In my last blog I mentioned that this deal would set Shell firmly along the lines of being a major gas player on a global basis.

I think I said that this had been a strategy for Shell for some time, but an interesting article on OILPRO, gave some further detail. It claimed that the deal was in terms of value at $81.8bn, second only to the Exxon takeover of Mobil in late 1998.

Shell’s global LNG capacity of 26 million tonnes /year overtook ExxonMobil at the end of last year. The BG deal is taking Shell’s capacity to 33million tonnes/year with a further 20 million tonnes capacity in the pipeline. This is being heralded as the first truly global LNG company with , ‘unrivalled flexibility and exposure to virtually every major LNG supply source and market…’ according to Wood MacKenzie.

Shell had previously in 2014 acquired the LNG assets of Repsol in Latin America.

With BGs assets in East Africa complementing Shell’s positions in Tanzania and BG’s position as a buyer of LNG from the US Gulf Coast this really does give Shell a really strong LNG position.

As I reported the last time BG is ramping up production in Australia, particularly Queensland’s Curtis facility in Gladstone, which is now beginning to deliver. This is sourced from the Bowen Basin where Shell also holds acreage.
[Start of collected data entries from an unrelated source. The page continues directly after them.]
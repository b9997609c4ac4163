//! # Total Recall
//!
//! **Local semantic memory over an AI assistant's past conversations.**
//!
//! Total Recall ingests two heterogeneous on-disk conversation stores —
//! the CLI's relational session store and the IDE's per-session chat
//! documents — maintains a persistent, incrementally updated vector index
//! over message text, and exposes four scoped semantic-search tools to an
//! MCP client.
//!
//! ## Architecture
//!
//! ```text
//! ┌─────────────┐   ┌──────────────┐   ┌─────────────┐
//! │ CLI store   │──▶│              │   │  Embedding   │
//! │ (SQLite)    │   │   Unified    │──▶│  index       │──▶ cache on disk
//! ├─────────────┤   │   loader     │   │ (hash→vec)  │    (atomic, locked)
//! │ IDE store   │──▶│              │   └──────┬──────┘
//! │ (.chat docs)│   └──────────────┘          │ snapshot
//! └─────────────┘                             ▼
//!                                      ┌─────────────┐
//!                                      │ Query engine │──▶ MCP tools (stdio)
//!                                      └─────────────┘
//! ```
//!
//! ## Data Flow
//!
//! 1. The **source readers** ([`source_cli`], [`source_ide`]) normalize
//!    both stores into canonical [`models::IndexedMessage`]s.
//! 2. The **unified loader** ([`loader`]) merges and sorts both streams,
//!    computes content hashes and session fingerprints.
//! 3. The **embedding index** ([`index`]) embeds only content hashes
//!    missing from its cache, enforces the memory budget at session
//!    granularity, and persists the cache atomically ([`cache`]).
//! 4. The **query engine** ([`query`]) scores an immutable snapshot by
//!    dot product, deduplicates, and assembles context windows.
//! 5. Results are exposed via the **CLI** (`recall`) and the **MCP
//!    stdio server** ([`mcp`]) as four scoped tools ([`tools`]).
//!
//! ## Modules
//!
//! | Module | Purpose |
//! |--------|---------|
//! | [`config`] | TOML configuration, defaults, env overrides |
//! | [`models`] | Core data types: `IndexedMessage`, `SessionInfo`, response shapes |
//! | [`source_cli`] | CLI source reader: sessions from the SQLite store |
//! | [`source_ide`] | IDE source reader: chat documents matched by glob |
//! | [`loader`] | Unified loader: merge, sort, hash, fingerprint |
//! | [`embedding`] | `Embedder` trait and the local tract-onnx MiniLM pipeline |
//! | [`cache`] | Persisted embedding cache: atomic rename under advisory lock |
//! | [`index`] | Incremental embedding index, memory budget, snapshots |
//! | [`query`] | Cosine search: filters, dedup, context windows, pagination |
//! | [`tools`] | Four scoped search tools and the tool registry |
//! | [`mcp`] | MCP JSON-RPC bridge over stdio |
//! | [`logging`] | tracing initialisation |

pub mod cache;
pub mod config;
pub mod embedding;
pub mod index;
pub mod loader;
pub mod logging;
pub mod mcp;
pub mod models;
pub mod query;
pub mod source_cli;
pub mod source_ide;
pub mod tools;

pub use index::RecallIndex;
pub use models::{SearchResponse, Source};
pub use query::{search_conversations, SearchParams};
pub use tools::{ToolContext, ToolRegistry};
And we must not forget that Shell’s Prelude floating LNG project is due to come on stream in 2018.

Likewise in Western Canada there is great scope for synergies between Shell and BG assets in British Columbia.

There is an awful lot of gas in the world and this deal will ensure that it will come to market.

Elsewhere we see that OTC has been on this week in Houston with Offshore Europe in Aberdeen later in the summer. In Norway the ‘mini-ONS’ was cancelled due to market conditions. This latter event was stared a couple of years ago as and additional event in the ONS ‘off year’, but given its proximity time wise to OTC and the Aberdeen Show we should not be all that surprised that it was called off.

A lot on gas and Shell/BG this time, but more other news to follow in due course……

All the best.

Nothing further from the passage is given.